** THE DATA follows **

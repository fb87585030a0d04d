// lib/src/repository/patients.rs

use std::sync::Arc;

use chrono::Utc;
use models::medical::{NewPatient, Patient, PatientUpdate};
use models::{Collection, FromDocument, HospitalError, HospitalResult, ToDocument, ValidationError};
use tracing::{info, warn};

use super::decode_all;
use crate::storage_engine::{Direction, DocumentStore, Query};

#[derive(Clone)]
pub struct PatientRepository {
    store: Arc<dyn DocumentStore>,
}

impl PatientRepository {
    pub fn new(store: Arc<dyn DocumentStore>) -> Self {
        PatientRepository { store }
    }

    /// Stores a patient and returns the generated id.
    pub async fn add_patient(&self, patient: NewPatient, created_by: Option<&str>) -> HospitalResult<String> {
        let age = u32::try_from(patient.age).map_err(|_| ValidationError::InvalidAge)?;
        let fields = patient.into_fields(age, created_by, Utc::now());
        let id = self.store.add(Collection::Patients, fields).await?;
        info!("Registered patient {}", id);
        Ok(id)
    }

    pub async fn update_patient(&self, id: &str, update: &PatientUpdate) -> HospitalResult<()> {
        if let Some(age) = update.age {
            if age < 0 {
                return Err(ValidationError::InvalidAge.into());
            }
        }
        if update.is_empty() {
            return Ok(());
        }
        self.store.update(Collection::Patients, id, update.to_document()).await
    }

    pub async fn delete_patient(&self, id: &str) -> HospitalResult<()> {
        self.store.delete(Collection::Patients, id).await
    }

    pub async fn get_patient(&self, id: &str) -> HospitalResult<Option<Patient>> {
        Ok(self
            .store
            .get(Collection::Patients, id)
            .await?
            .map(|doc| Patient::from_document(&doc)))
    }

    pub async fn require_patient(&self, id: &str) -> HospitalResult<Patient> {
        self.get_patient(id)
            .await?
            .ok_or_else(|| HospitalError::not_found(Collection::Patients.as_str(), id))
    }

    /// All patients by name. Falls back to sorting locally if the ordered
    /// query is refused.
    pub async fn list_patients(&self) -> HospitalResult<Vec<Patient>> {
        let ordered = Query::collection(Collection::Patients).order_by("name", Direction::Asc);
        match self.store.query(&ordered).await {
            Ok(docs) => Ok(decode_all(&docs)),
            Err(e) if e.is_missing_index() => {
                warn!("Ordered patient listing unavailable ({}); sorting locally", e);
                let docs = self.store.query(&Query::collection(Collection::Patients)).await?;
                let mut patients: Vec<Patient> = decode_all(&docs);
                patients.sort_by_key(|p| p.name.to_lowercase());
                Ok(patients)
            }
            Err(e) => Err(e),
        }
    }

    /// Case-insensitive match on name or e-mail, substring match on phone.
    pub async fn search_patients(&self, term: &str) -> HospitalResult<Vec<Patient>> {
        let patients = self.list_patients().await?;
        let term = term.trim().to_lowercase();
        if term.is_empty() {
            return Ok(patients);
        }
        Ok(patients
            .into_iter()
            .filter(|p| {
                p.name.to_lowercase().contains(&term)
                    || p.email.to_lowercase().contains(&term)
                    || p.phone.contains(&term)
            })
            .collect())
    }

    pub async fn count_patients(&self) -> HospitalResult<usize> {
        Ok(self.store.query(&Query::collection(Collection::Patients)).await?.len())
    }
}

** End of THE DATA **
** THE DATA follows **

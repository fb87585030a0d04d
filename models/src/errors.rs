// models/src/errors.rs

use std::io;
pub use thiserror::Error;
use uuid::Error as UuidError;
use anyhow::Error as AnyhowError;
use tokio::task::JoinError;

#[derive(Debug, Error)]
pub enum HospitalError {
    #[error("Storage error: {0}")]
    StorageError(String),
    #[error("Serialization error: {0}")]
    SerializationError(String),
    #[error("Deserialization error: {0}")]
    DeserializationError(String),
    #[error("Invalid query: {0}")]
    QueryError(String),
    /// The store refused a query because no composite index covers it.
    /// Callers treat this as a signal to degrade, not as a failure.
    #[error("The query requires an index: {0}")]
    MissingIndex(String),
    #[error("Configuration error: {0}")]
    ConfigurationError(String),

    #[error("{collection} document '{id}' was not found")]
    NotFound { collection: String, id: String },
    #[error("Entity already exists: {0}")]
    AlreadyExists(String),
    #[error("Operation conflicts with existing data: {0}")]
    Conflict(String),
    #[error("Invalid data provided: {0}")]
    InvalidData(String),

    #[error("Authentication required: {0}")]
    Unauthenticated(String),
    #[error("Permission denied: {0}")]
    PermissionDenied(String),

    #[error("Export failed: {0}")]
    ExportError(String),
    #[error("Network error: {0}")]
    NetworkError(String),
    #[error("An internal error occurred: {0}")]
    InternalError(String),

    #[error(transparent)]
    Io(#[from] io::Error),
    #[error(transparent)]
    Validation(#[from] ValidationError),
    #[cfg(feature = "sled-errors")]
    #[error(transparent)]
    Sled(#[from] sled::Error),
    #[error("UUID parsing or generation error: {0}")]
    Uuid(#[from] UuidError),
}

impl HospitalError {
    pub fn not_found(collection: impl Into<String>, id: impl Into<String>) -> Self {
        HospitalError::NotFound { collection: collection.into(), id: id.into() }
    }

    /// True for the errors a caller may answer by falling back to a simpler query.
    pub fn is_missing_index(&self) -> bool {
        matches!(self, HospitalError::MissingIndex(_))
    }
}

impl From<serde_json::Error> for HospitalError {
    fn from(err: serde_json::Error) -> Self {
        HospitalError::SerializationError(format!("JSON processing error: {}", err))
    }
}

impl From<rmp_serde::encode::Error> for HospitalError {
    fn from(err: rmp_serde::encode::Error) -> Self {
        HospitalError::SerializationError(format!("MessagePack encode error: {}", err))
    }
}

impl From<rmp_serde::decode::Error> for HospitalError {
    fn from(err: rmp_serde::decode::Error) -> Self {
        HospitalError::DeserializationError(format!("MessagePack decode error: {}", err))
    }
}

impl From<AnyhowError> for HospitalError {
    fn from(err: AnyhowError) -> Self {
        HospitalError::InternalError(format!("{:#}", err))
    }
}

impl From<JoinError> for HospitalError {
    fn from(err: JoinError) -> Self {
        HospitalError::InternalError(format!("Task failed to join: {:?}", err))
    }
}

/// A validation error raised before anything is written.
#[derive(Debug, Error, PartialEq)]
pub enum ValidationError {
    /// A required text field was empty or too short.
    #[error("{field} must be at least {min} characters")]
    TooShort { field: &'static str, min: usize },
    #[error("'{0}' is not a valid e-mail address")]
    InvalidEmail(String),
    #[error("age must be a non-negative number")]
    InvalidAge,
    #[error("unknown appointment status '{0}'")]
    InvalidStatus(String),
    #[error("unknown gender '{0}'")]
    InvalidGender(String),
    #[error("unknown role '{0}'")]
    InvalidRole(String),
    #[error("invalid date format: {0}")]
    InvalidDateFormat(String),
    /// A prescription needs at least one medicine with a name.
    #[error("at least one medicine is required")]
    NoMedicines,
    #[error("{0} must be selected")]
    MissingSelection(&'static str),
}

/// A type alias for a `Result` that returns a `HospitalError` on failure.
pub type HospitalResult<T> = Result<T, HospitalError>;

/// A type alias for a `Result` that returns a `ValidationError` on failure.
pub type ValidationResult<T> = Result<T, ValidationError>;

** End of THE DATA **
** THE DATA follows **

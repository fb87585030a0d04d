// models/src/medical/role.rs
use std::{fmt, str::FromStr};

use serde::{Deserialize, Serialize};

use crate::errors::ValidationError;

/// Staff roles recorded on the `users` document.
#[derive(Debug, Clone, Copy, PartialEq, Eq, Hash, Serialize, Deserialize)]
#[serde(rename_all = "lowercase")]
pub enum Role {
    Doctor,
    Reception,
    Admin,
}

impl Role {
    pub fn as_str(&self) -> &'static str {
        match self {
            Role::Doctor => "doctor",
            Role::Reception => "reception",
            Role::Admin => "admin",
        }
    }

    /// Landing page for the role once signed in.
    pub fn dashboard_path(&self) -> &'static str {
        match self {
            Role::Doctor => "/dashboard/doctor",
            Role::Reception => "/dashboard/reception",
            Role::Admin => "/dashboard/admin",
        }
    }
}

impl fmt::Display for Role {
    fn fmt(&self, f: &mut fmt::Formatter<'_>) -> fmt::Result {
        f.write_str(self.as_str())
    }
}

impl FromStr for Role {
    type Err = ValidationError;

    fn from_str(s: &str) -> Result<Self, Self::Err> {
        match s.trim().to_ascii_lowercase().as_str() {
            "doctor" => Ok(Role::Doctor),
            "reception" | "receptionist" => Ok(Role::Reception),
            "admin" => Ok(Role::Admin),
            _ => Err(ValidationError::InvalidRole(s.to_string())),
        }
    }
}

** End of THE DATA **

YOUR TASK: With the first line being the one containing "if the ordered" and the last line the one containing "patients.sort_by_key(|p| p.name.to_lowercase());", transcribe exactly the lines above that fall in that range.

WRITTEN ANSWER:
    /// All patients by name. Falls back to sorting locally if the ordered
    /// query is refused.
    pub async fn list_patients(&self) -> HospitalResult<Vec<Patient>> {
        let ordered = Query::collection(Collection::Patients).order_by("name", Direction::Asc);
        match self.store.query(&ordered).await {
            Ok(docs) => Ok(decode_all(&docs)),
            Err(e) if e.is_missing_index() => {
                warn!("Ordered patient listing unavailable ({}); sorting locally", e);
                let docs = self.store.query(&Query::collection(Collection::Patients)).await?;
                let mut patients: Vec<Patient> = decode_all(&docs);
                patients.sort_by_key(|p| p.name.to_lowercase());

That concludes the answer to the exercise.